Hi team, we're looking at dynamic filtering for th...
# general
a
Hi team, we're looking at dynamic filtering for the Presto-Pinot connector and see that we can generate proper logical plans to pushdown the dynamic filters, specifying
dynamicFilterAssignments
, but doesn't look like the plan is able to take into account or pass this information into the connector. Is there a way to order the source nodes or pass this information down, or what would we need to build in support for this?
👍 1
m
@Xiang Fu ^^
x
What does the query look like? Are you able to find the presto PlanNode structure for that?
a
@Xiang Fu here's an example
Copy code
> set session enable_dynamic_filtering=true;
SET SESSION

> explain select tbl1.atbatting from baseballstats tbl2 join baseballstats tbl1 on tbl1.atbatting=tbl2.atbatting where tbl1.baseonballs > 439;

- Output[atbatting] => [atbatting:integer]
    - RemoteStreamingExchange[GATHER] => [atbatting:integer]
        - InnerJoin[(""atbatting"" = ""atbatting_4"")][$hashvalue, $hashvalue_31] => [atbatting:integer]
                Distribution: PARTITIONED
                dynamicFilterAssignments = {atbatting_4 -> 386}
            - RemoteStreamingExchange[REPARTITION][$hashvalue] => [atbatting:integer, $hashvalue:bigint]

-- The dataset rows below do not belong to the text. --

//! Study note API endpoints
//!
//! - GET /api/notes - List notes (`videoId`, `tag`, `search`)
//! - POST /api/notes - Create note (Markdown is rendered on save)
//! - GET|PUT|PATCH|DELETE /api/notes/{id}

use axum::{extract::State, routing::get, Router};

use super::extract::{Actor, ApiJson, ApiPath, ApiQuery, Paging};
use super::middleware::{ApiResult, AppState};
use super::responses::{ApiResponse, Deleted};
use crate::models::{CreateNoteInput, NoteFilter, PagedResult, StudyNote, UpdateNoteInput};

pub fn router() -> Router<AppState> {
    Router::new()
        .route("/", get(list_notes).post(create_note))
        .route(
            "/{id}",
            get(get_note).put(update_note).patch(update_note).delete(delete_note),
        )
}

async fn list_notes(
    State(state): State<AppState>,
    Paging(params): Paging,
    ApiQuery(filter): ApiQuery<NoteFilter>,
) -> ApiResult<ApiResponse<PagedResult<StudyNote>>> {
    Ok(ApiResponse::ok(state.note_service.list(&filter, &params).await?))
}

async fn create_note(
    State(state): State<AppState>,
    actor: Actor,
    ApiJson(input): ApiJson<CreateNoteInput>,
) -> ApiResult<ApiResponse<StudyNote>> {
    let note = state.note_service.create(input, actor.as_str()).await?;
    Ok(ApiResponse::created(note))
}

async fn get_note(
    State(state): State<AppState>,
    ApiPath(id): ApiPath<i64>,
) -> ApiResult<ApiResponse<StudyNote>> {
    Ok(ApiResponse::ok(state.note_service.get(id).await?))
}

async fn update_note(
    State(state): State<AppState>,
    ApiPath(id): ApiPath<i64>,
    actor: Actor,
    ApiJson(input): ApiJson<UpdateNoteInput>,
) -> ApiResult<ApiResponse<StudyNote>> {
    let note = state.note_service.update(id, input, actor.as_str()).await?;
    Ok(ApiResponse::ok(note))
}

async fn delete_note(
    State(state): State<AppState>,
    ApiPath(id): ApiPath<i64>,
    actor: Actor,
) -> ApiResult<ApiResponse<Deleted>> {
    state.note_service.delete(id, actor.as_str()).await?;
    Ok(ApiResponse::ok(Deleted::new(id)))
}
//! Services layer - Business logic
//!
//! Services validate input, coordinate repositories and the cache, and
//! record an audit entry after every successful mutation. They return
//! [`ServiceError`] so the API layer can map failures to status codes.

pub mod app_module;
pub mod audit;
pub mod dashboard;
pub mod error;
pub mod markdown;
pub mod note;
pub mod password;
pub mod post;
pub mod practice;
pub mod slug;
pub mod user;
pub mod validation;
pub mod video;

pub use app_module::ModuleService;
pub use audit::{AuditService, ChangeRecorder};
pub use dashboard::{DashboardService, DashboardSources, DASHBOARD_CACHE_KEY, DASHBOARD_CACHE_PATTERN};
pub use error::{ServiceError, ServiceResult};
pub use markdown::MarkdownRenderer;
pub use note::NoteService;
pub use password::{hash_password, verify_password};
pub use post::PostService;
pub use practice::PracticeService;
pub use slug::{generate_slug, is_valid_slug};
pub use user::UserService;
pub use video::VideoService;
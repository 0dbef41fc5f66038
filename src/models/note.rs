//! Study note model

use chrono::{DateTime, Utc};
use serde::{Deserialize, Serialize};

use super::double_option;
use super::pagination::{SortColumns, SortOrder};

#[derive(Debug, Clone, Serialize, Deserialize)]
#[serde(rename_all = "camelCase")]
pub struct StudyNote {
    pub id: i64,
    pub title: String,
    /// Markdown source
    pub content: String,
    pub content_html: String,
    /// Video the note was taken for, if any
    pub video_id: Option<i64>,
    pub tags: Vec<String>,
    pub created_at: DateTime<Utc>,
    pub updated_at: DateTime<Utc>,
}

impl StudyNote {
    pub fn new(title: String, content: String, content_html: String) -> Self {
        let now = Utc::now();
        Self {
            id: 0,
            title,
            content,
            content_html,
            video_id: None,
            tags: Vec::new(),
            created_at: now,
            updated_at: now,
        }
    }
}

#[derive(Debug, Clone, Deserialize)]
#[serde(rename_all = "camelCase")]
pub struct CreateNoteInput {
    pub title: String,
    #[serde(default)]
    pub content: String,
    #[serde(default)]
    pub video_id: Option<i64>,
    #[serde(default)]
    pub tags: Vec<String>,
}

#[derive(Debug, Clone, Default, Deserialize)]
#[serde(rename_all = "camelCase")]
pub struct UpdateNoteInput {
    #[serde(default)]
    pub title: Option<String>,
    #[serde(default)]
    pub content: Option<String>,
    /// `null` detaches the note from its video
    #[serde(default, deserialize_with = "double_option")]
    pub video_id: Option<Option<i64>>,
    #[serde(default)]
    pub tags: Option<Vec<String>>,
}

#[derive(Debug, Clone, Default, Deserialize)]
#[serde(rename_all = "camelCase", default)]
pub struct NoteFilter {
    pub video_id: Option<i64>,
    pub tag: Option<String>,
    pub search: Option<String>,
}

pub const NOTE_SORT_COLUMNS: SortColumns = SortColumns {
    fields: &[
        ("id", "id"),
        ("title", "title"),
        ("videoId", "video_id"),
        ("createdAt", "created_at"),
        ("updatedAt", "updated_at"),
    ],
    default_column: "updated_at",
    default_order: SortOrder::Desc,
};

#[cfg(test)]
mod tests {
    use super::*;

    #[test]
    fn test_update_input_distinguishes_null_from_absent() {
        let absent: UpdateNoteInput = serde_json::from_str(r#"{"title":"t"}"#).unwrap();
        assert_eq!(absent.video_id, None);

        let detach: UpdateNoteInput = serde_json::from_str(r#"{"videoId":null}"#).unwrap();
        assert_eq!(detach.video_id, Some(None));

        let attach: UpdateNoteInput = serde_json::from_str(r#"{"videoId":7}"#).unwrap();
        assert_eq!(attach.video_id, Some(Some(7)));
    }
}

                    Estimates: {rows: ? (?), cpu: ?, memory: 0.00, network: ?}
                - ScanFilterProject[table = TableHandle {connectorId='pinot', connectorHandle='PinotTableHandle{connectorId=pinot, schemaName=default, tableName=baseballStats, forBroker=Optional[false], expectedColumnHandles=Optional[[PinotColumnHandle{columnName=""AtBatting"", dataType=integer, type=REGULAR}]], pinotQuery=Optional[GeneratedPinotQuery{query=SELECT ""AtBatting"" FROM baseballStats__TABLE_NAME_SUFFIX_TEMPLATE____TIME_BOUNDARY_FILTER_TEMPLATE__ LIMIT 2147483647, format=SQL, table=baseballStats, expectedColumnIndices=[0], groupByClauses=0, haveFilter=false, forBroker=false}]}', layout='Optional[PinotTableHandle{connectorId=pinot, schemaName=default, tableName=baseballStats, forBroker=Optional[false], expectedColumnHandles=Optional[[PinotColumnHandle{columnName=""AtBatting"", dataType=integer, type=REGULAR}]], pinotQuery=Optional[GeneratedPinotQuery{query=SELECT ""AtBatting"" FROM baseballStats__TABLE_NAME_SUFFIX_TEMPLATE____TIME_BOUNDARY_FILTER_TEMPLATE__ LIMIT 2147483647, format=SQL, table=baseballStats, expectedColumnIndices=[0], groupByClauses=0, haveFilter=false, forBroker=false}]}]'}, filterPredicate = BOOLEAN'true', dynamicFilter = {386 -> atbatting}, projectLocality = LOCAL] => [atbatting:integer, $hashvalue_30:bigint]
                        Estimates: {rows: ? (?), cpu: ?, memory: 0.00, network: 0.00}/{rows: ? (?), cpu: ?, memory: 0.00, network: 0.00}/{rows: ? (?), cpu: ?, memory: 0.00, network: 0.00}
                        $hashvalue_30 := combine_hash(BIGINT'0', COALESCE($operator$hash_code(atbatting), BIGINT'0')) (1:36)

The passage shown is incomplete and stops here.